Against the backdrop of a lot of wringing and lobbying by the media for the government to “give money to migrant workers too,” Josh Talbot and Oliver Brown have given Rashad back his kitchen and backed him with full confidence.

“We’ve wanted to do that classic ‘curry night’ at The Stag Public House for a long time,” says director of Big Easy Group, Josh Talbot. “I guess coronavirus has focused our attention on the sort of talent we have in Rashad and just giving him a platform and backing him in this difficult time.”

The chicken curry – Sri Lankan style. Above, delicious fried egg roll with legit Sri Lankan dipping sauce

 

“Fridays work for us at the moment,” says Oliver, about the consumer trends he’s noted in the COVID-19 reality.

“This Friday we’re launching Rashad’s Curry Night as a way to back our chef – all proceeds from these curries go to Rashad and his family – to share his story and his awesome bloody curry!”

“Sri Lankan curry is the best,” says Rashad, as he empties fragrant, toasted spices such as cinnamon, star anise and cumin into a blender and presses ‘pulse’ on the machine.

“I’m very happy here. I’m actually really happy here – I love the people I work with. That’s the best part of it,” says Rashad.

Chef Jumi Park has worked in Australia for four years and is also in limbo

Rashad has been at The Stag since July last year and says it feels like home. Re-opening the kitchen has been both exciting and daunting for the young chef, as the success of his eponymous curry night will determine to a large degree whether he’ll be able to stay in Adelaide. He’s got help from friend and fellow migrant visa holder Jumi Park – who was stood down from her job at Hispanic Mechanic.
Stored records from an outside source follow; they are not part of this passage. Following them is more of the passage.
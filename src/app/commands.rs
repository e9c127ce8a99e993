//! REPL command parsing.

use std::fmt;
use std::str::FromStr;
use std::time::Duration;

use crate::debounce::Clock;
use crate::error::ViewError;
use crate::view::View;

/// One line of REPL input.
#[derive(Debug, Clone, PartialEq, Eq)]
pub enum Command {
    /// Typed input; commits after the debounce delay.
    Type(String),
    /// Search that commits immediately.
    Search(String),
    /// Clear the search term.
    Clear,
    /// Change a discrete filter.
    Filter {
        /// Filter name.
        name: String,
        /// Raw value, parsed against the filter's default.
        value: String,
    },
    /// Switch sort key.
    Sort(String),
    /// Grow the visible window.
    More,
    /// Print the current view.
    Show,
    /// Let time pass (so pending input can commit).
    Wait(Duration),
    /// List commands.
    Help,
    /// Leave the REPL.
    Quit,
}

/// Command summary printed by `help`.
pub const HELP: &str = "\
commands:
  type <text>            debounced search input
  search <text>          search immediately
  clear                  clear the search term
  filter <name> <value>  set a filter (use its default to clear it)
  sort <key>             change the sort key
  more                   load the next page
  show                   print the current page
  wait <ms>              let time pass
  help                   this list
  quit                   exit";

/// What: Errors surfaced to the REPL user.
///
/// Inputs: Produced by [`Command::from_str`] and [`apply_filter`].
///
/// Output: Implements `Display`/`Error`; wrapped view errors keep their message.
#[derive(Debug, Clone, PartialEq, Eq)]
pub enum CommandError {
    /// The first word is not a known command.
    Unknown(String),
    /// A command needing an argument got none.
    MissingArgument {
        /// Command name.
        command: &'static str,
        /// Shape of the expected argument.
        expected: &'static str,
    },
    /// An argument could not be parsed.
    InvalidArgument {
        /// Command name.
        command: &'static str,
        /// Offending text.
        value: String,
    },
    /// The view rejected the change.
    View(ViewError),
}

impl fmt::Display for CommandError {
    fn fmt(&self, f: &mut fmt::Formatter<'_>) -> fmt::Result {
        match self {
            Self::Unknown(word) => write!(f, "unknown command \"{word}\" (try \"help\")"),
            Self::MissingArgument { command, expected } => {
                write!(f, "{command}: expected {expected}")
            }
            Self::InvalidArgument { command, value } => {
                write!(f, "{command}: invalid argument \"{value}\"")
            }
            Self::View(err) => write!(f, "{err}"),
        }
    }
}

impl std::error::Error for CommandError {
    fn source(&self) -> Option<&(dyn std::error::Error + 'static)> {
        match self {
            Self::View(err) => Some(err),
            _ => None,
        }
    }
}

impl From<ViewError> for CommandError {
    fn from(value: ViewError) -> Self {
        Self::View(value)
    }
}

impl FromStr for Command {
    type Err = CommandError;

    fn from_str(line: &str) -> Result<Self, Self::Err> {
        let line = line.trim();
        let (word, rest) = line
            .split_once(char::is_whitespace)
            .map_or((line, ""), |(w, r)| (w, r.trim()));
        match word.to_ascii_lowercase().as_str() {
            "type" | "t" => Ok(Self::Type(rest.to_string())),
            "search" | "s" => Ok(Self::Search(rest.to_string())),
            "clear" | "reset" => Ok(Self::Clear),
            "filter" | "f" => {
                let split = rest
                    .split_once('=')
                    .filter(|(name, _)| !name.trim().contains(char::is_whitespace))
                    .or_else(|| rest.split_once(char::is_whitespace));
                match split {
                    Some((name, value)) if !name.trim().is_empty() => Ok(Self::Filter {
                        name: name.trim().to_string(),
                        value: value.trim().to_string(),
                    }),
                    _ => Err(CommandError::MissingArgument {
                        command: "filter",
                        expected: "<name> <value>",
                    }),
                }
            }
            "sort" => {
                if rest.is_empty() {
                    Err(CommandError::MissingArgument {
                        command: "sort",
                        expected: "<key>",
                    })
                } else {
                    Ok(Self::Sort(rest.to_string()))
                }
            }
            "more" | "m" => Ok(Self::More),
            "show" | "" => Ok(Self::Show),
            "wait" | "w" => rest
                .parse::<u64>()
                .map(|ms| Self::Wait(Duration::from_millis(ms)))
                .map_err(|_| {
                    if rest.is_empty() {
                        CommandError::MissingArgument {
                            command: "wait",
                            expected: "<milliseconds>",
                        }
                    } else {
                        CommandError::InvalidArgument {
                            command: "wait",
                            value: rest.to_string(),
                        }
                    }
                }),
            "help" | "?" => Ok(Self::Help),
            "quit" | "exit" | "q" => Ok(Self::Quit),
            other => Err(CommandError::Unknown(other.to_string())),
        }
    }
}

/// What: Set a filter from user text.
///
/// Inputs:
/// - `view`: Target view
/// - `name`: Declared filter name
/// - `raw`: Value text, parsed like the filter's default (text or flag)
///
/// Output:
/// - `Ok(())` once the view accepted the value.
///
/// # Errors
/// - `CommandError::View(UnknownFilterName)` for undeclared names
/// - `CommandError::InvalidArgument` when a flag value is not a boolean word
pub fn apply_filter<T, C: Clock>(
    view: &mut View<T, C>,
    name: &str,
    raw: &str,
) -> Result<(), CommandError> {
    let Some(current) = view.filter_value(name) else {
        return Err(ViewError::UnknownFilterName(name.to_string()).into());
    };
    let value = current
        .parse_like(raw)
        .ok_or_else(|| CommandError::InvalidArgument {
            command: "filter",
            value: raw.to_string(),
        })?;
    view.set_filter(name, value)?;
    Ok(())
}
“I’m sure people will love Sri Lankan curry – it’s quite spicy, we use toasted curry powder, and I think there’s a lot of love in there too, especially the way I make it,” Rashad says with a smile.

Rashad learnt to make his home country’s signature cuisine while studying at culinary school and he says it’s the toasted spices as well as their tropical climate and use of coconut milk and cream in their curry that makes it different.

“I suggest you go with the traditional rice and curry plate, which has everything included,” says Rashad when we ask him what someone new to Sri Lankan curry should do.

Get it all, on a plate, and put it in your mouth

 

“This is the way I love to eat curry – everything on the plate – then I mix it all up and eat it. It’s great to have all the flavours together.

“Sri Lankan curry is best when it’s all together on one plate,” says Rashad.

Now let’s hope Adelaide gets onboard with Rashad’s Curry Night and keep him together with his friends, family and colleagues in Adelaide.